BEGIN LISTED RECORDS
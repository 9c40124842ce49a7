//! Where track onsets come from
//!
//! Onset detection happens upstream. Each analysis mode fixes the track
//! roster (names, colors, timing offsets); a `TrackSource` turns its input
//! into `TrackSpec`s for that roster.

use std::collections::BTreeMap;

use serde::{Deserialize, Serialize};

use crate::Rgb;
use crate::error::SourceError;
use crate::track::TrackSpec;

/// One roster entry
#[derive(Debug, Clone, Copy, PartialEq)]
pub struct RosterEntry {
    pub name: &'static str,
    pub color: Rgb,
    /// Added to every onset, in seconds
    pub offset: f64,
}

const fn entry(name: &'static str, color: Rgb, offset: f64) -> RosterEntry {
    RosterEntry {
        name,
        color,
        offset,
    }
}

const WHITE: Rgb = [255, 255, 255];
const BASS: Rgb = [100, 200, 100];
const HIGH: Rgb = [70, 180, 220];

const STEM: [RosterEntry; 4] = [
    entry("drums", [220, 80, 70], 0.0),
    entry("bass", BASS, -0.02),
    entry("other", HIGH, -0.01),
    entry("vocals", [200, 100, 220], -0.03),
];
const PIANO: [RosterEntry; 1] = [entry("piano", WHITE, 0.0)];
const STRING: [RosterEntry; 1] = [entry("strings", [230, 140, 40], 0.0)];
const QUAD_BAND: [RosterEntry; 4] = [
    entry("bass", BASS, 0.0),
    entry("low_mid", [100, 150, 200], 0.0),
    entry("high_mid", [150, 100, 220], 0.0),
    entry("treble", [80, 200, 220], 0.0),
];
const TRIPLE_BAND: [RosterEntry; 3] = [
    entry("sub", WHITE, 0.0),
    entry("mid", WHITE, 0.0),
    entry("mel", WHITE, 0.0),
];
const DUAL_BAND: [RosterEntry; 2] = [
    entry("low", [220, 80, 70], 0.0),
    entry("high", HIGH, 0.0),
];
// "top" borrows the "high" color
const ELECTRONIC: [RosterEntry; 2] = [entry("kick", WHITE, 0.0), entry("top", HIGH, 0.0)];
// Slot order: top-left, top-right, bottom-left, bottom-right, center
const CINEMATIC: [RosterEntry; 5] = [
    entry("air", WHITE, 0.0),
    entry("upper", WHITE, 0.0),
    entry("sub", WHITE, 0.0),
    entry("bass", BASS, 0.0),
    entry("mid", WHITE, 0.0),
];
const PERCUSSION: [RosterEntry; 3] = [
    entry("kick", WHITE, 0.0),
    entry("snare", WHITE, 0.0),
    entry("hats", WHITE, 0.0),
];
// Percussive bands first, then the harmonic ones
const DYNAMIC: [RosterEntry; 5] = [
    entry("kick", WHITE, 0.0),
    entry("snare", WHITE, 0.0),
    entry("hats", WHITE, 0.0),
    entry("bass", BASS, 0.0),
    entry("mel", [200, 200, 200], 0.0),
];

/// Analysis strategy
#[derive(Debug, Clone, Copy, Default, PartialEq, Eq, Serialize, Deserialize)]
#[serde(rename_all = "lowercase")]
pub enum AnalysisMode {
    /// Source-separated stems
    #[default]
    Stem,
    /// A single piano line
    Piano,
    /// A single bowed or plucked string line
    String,
    /// Bass, low mids, high mids and treble
    #[serde(alias = "multiband")]
    QuadBand,
    /// Sub, mid and melody bands
    TripleBand,
    /// Lows and highs
    #[serde(alias = "twoband")]
    DualBand,
    /// Kick against everything above it
    Electronic,
    /// Five bands from sub to air
    Cinematic,
    /// Kick, snare and hats
    Percussion,
    /// Percussive and harmonic bands after separation
    Dynamic,
}

impl AnalysisMode {
    pub const ALL: [AnalysisMode; 10] = [
        AnalysisMode::Stem,
        AnalysisMode::Piano,
        AnalysisMode::String,
        AnalysisMode::QuadBand,
        AnalysisMode::TripleBand,
        AnalysisMode::DualBand,
        AnalysisMode::Electronic,
        AnalysisMode::Cinematic,
        AnalysisMode::Percussion,
        AnalysisMode::Dynamic,
    ];

    pub fn as_str(&self) -> &'static str {
        match self {
            AnalysisMode::Stem => "stem",
            AnalysisMode::Piano => "piano",
            AnalysisMode::String => "string",
            AnalysisMode::QuadBand => "quadband",
            AnalysisMode::TripleBand => "tripleband",
            AnalysisMode::DualBand => "dualband",
            AnalysisMode::Electronic => "electronic",
            AnalysisMode::Cinematic => "cinematic",
            AnalysisMode::Percussion => "percussion",
            AnalysisMode::Dynamic => "dynamic",
        }
    }

    pub fn parse(s: &str) -> Option<Self> {
        match s.to_lowercase().as_str() {
            "stems" => Some(AnalysisMode::Stem),
            "strings" => Some(AnalysisMode::String),
            "multiband" => Some(AnalysisMode::QuadBand),
            "twoband" => Some(AnalysisMode::DualBand),
            name => Self::ALL.into_iter().find(|m| m.as_str() == name),
        }
    }

    pub fn roster(&self) -> &'static [RosterEntry] {
        match self {
            AnalysisMode::Stem => &STEM,
            AnalysisMode::Piano => &PIANO,
            AnalysisMode::String => &STRING,
            AnalysisMode::QuadBand => &QUAD_BAND,
            AnalysisMode::TripleBand => &TRIPLE_BAND,
            AnalysisMode::DualBand => &DUAL_BAND,
            AnalysisMode::Electronic => &ELECTRONIC,
            AnalysisMode::Cinematic => &CINEMATIC,
            AnalysisMode::Percussion => &PERCUSSION,
            AnalysisMode::Dynamic => &DYNAMIC,
        }
    }

    pub fn entry(&self, name: &str) -> Option<&'static RosterEntry> {
        self.roster().iter().find(|e| e.name == name)
    }
}

/// Produces the tracks for a session or a watch run
pub trait TrackSource {
    fn produce_tracks(&self) -> Result<Vec<TrackSpec>, SourceError>;
}

/// Precomputed onsets keyed by track name
#[derive(Debug, Clone, Default, PartialEq, Serialize, Deserialize)]
#[serde(default)]
pub struct OnsetTable {
    pub mode: AnalysisMode,
    pub onsets: BTreeMap<String, Vec<f64>>,
    /// Optional clip reference per track name
    pub clips: BTreeMap<String, String>,
}

impl OnsetTable {
    pub fn new(mode: AnalysisMode) -> Self {
        Self {
            mode,
            ..Default::default()
        }
    }

    pub fn with_track(mut self, name: impl Into<String>, onsets: Vec<f64>) -> Self {
        self.onsets.insert(name.into(), onsets);
        self
    }

    pub fn with_clip(mut self, name: impl Into<String>, clip: impl Into<String>) -> Self {
        self.clips.insert(name.into(), clip.into());
        self
    }
}

impl TrackSource for OnsetTable {
    /// Tracks in roster order. Roster entries with no onsets listed are skipped.
    fn produce_tracks(&self) -> Result<Vec<TrackSpec>, SourceError> {
        if let Some(unknown) = self.onsets.keys().find(|name| self.mode.entry(name).is_none()) {
            return Err(SourceError::UnknownTrack {
                mode: self.mode.as_str(),
                name: unknown.clone(),
            });
        }

        let specs: Vec<TrackSpec> = self
            .mode
            .roster()
            .iter()
            .filter_map(|entry| {
                let raw = self.onsets.get(entry.name)?;
                let shifted: Vec<f64> = raw.iter().map(|t| t + entry.offset).collect();
                let kept: Vec<f64> = shifted.iter().copied().filter(|t| *t >= 0.0).collect();
                if kept.len() < shifted.len() {
                    log::warn!(
                        "track '{}': dropped {} onsets shifted below zero",
                        entry.name,
                        shifted.len() - kept.len()
                    );
                }
                let mut spec = TrackSpec::new(entry.name, entry.color, kept);
                spec.clip = self.clips.get(entry.name).cloned();
                Some(spec)
            })
            .collect();

        if specs.is_empty() {
            return Err(SourceError::Empty);
        }
        Ok(specs)
    }
}

#[cfg(test)]
mod tests {
    use super::*;

    #[test]
    fn test_roster_order_and_colors() {
        let table = OnsetTable::new(AnalysisMode::Stem)
            .with_track("vocals", vec![1.0])
            .with_track("drums", vec![0.5]);
        let specs = table.produce_tracks().unwrap();
        let names: Vec<_> = specs.iter().map(|s| s.name.as_str()).collect();
        assert_eq!(names, vec!["drums", "vocals"]);
        assert_eq!(specs[0].color, [220, 80, 70]);
        assert!((specs[1].onsets[0] - 0.97).abs() < 1e-12);
    }

    #[test]
    fn test_negative_onsets_dropped() {
        let table = OnsetTable::new(AnalysisMode::Stem).with_track("bass", vec![0.01, 0.5]);
        let specs = table.produce_tracks().unwrap();
        assert_eq!(specs[0].onsets.len(), 1);
    }

    #[test]
    fn test_unknown_track_rejected() {
        let table = OnsetTable::new(AnalysisMode::Piano).with_track("drums", vec![1.0]);
        assert_eq!(
            table.produce_tracks(),
            Err(SourceError::UnknownTrack {
                mode: "piano",
                name: "drums".to_string()
            })
        );
    }

    #[test]
    fn test_empty_table() {
        assert_eq!(
            OnsetTable::new(AnalysisMode::DualBand).produce_tracks(),
            Err(SourceError::Empty)
        );
    }

    #[test]
    fn test_table_from_json() {
        let table: OnsetTable = serde_json::from_str(
            r#"{"mode":"twoband","onsets":{"low":[0.5],"high":[0.25]},"clips":{"low":"low.wav"}}"#,
        )
        .unwrap();
        let specs = table.produce_tracks().unwrap();
        assert_eq!(specs[0].name, "low");
        assert_eq!(specs[0].clip.as_deref(), Some("low.wav"));
        assert_eq!(AnalysisMode::parse("MultiBand"), Some(AnalysisMode::QuadBand));
    }

    #[test]
    fn test_mode_names_round_trip() {
        for mode in AnalysisMode::ALL {
            assert_eq!(AnalysisMode::parse(mode.as_str()), Some(mode));
            let json = serde_json::to_string(&mode).unwrap();
            assert_eq!(json, format!("\"{}\"", mode.as_str()));
        }
        assert_eq!(AnalysisMode::parse("stems"), Some(AnalysisMode::Stem));
        assert_eq!(AnalysisMode::parse("gd"), None);
    }

    #[test]
    fn test_roster_names_are_unique() {
        for mode in AnalysisMode::ALL {
            let roster = mode.roster();
            assert!(!roster.is_empty());
            for (i, e) in roster.iter().enumerate() {
                assert!(roster[i + 1..].iter().all(|o| o.name != e.name), "{} repeats {}", mode.as_str(), e.name);
            }
        }
        assert_eq!(AnalysisMode::Cinematic.roster().len(), 5);
        assert_eq!(AnalysisMode::Electronic.entry("top").unwrap().color, [70, 180, 220]);
    }
}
END LISTED RECORDS
EXERCISE GOAL: Once a line of the records is found to contain "Some", copy it out.

EXERCISE RESPONSE:
            "stems" => Some(AnalysisMode::Stem),
            "strings" => Some(AnalysisMode::String),
            "multiband" => Some(AnalysisMode::QuadBand),
            "twoband" => Some(AnalysisMode::DualBand),
        if let Some(unknown) = self.onsets.keys().find(|name| self.mode.entry(name).is_none()) {
                Some(spec)
        assert_eq!(specs[0].clip.as_deref(), Some("low.wav"));
        assert_eq!(AnalysisMode::parse("MultiBand"), Some(AnalysisMode::QuadBand));
            assert_eq!(AnalysisMode::parse(mode.as_str()), Some(mode));
        assert_eq!(AnalysisMode::parse("stems"), Some(AnalysisMode::Stem));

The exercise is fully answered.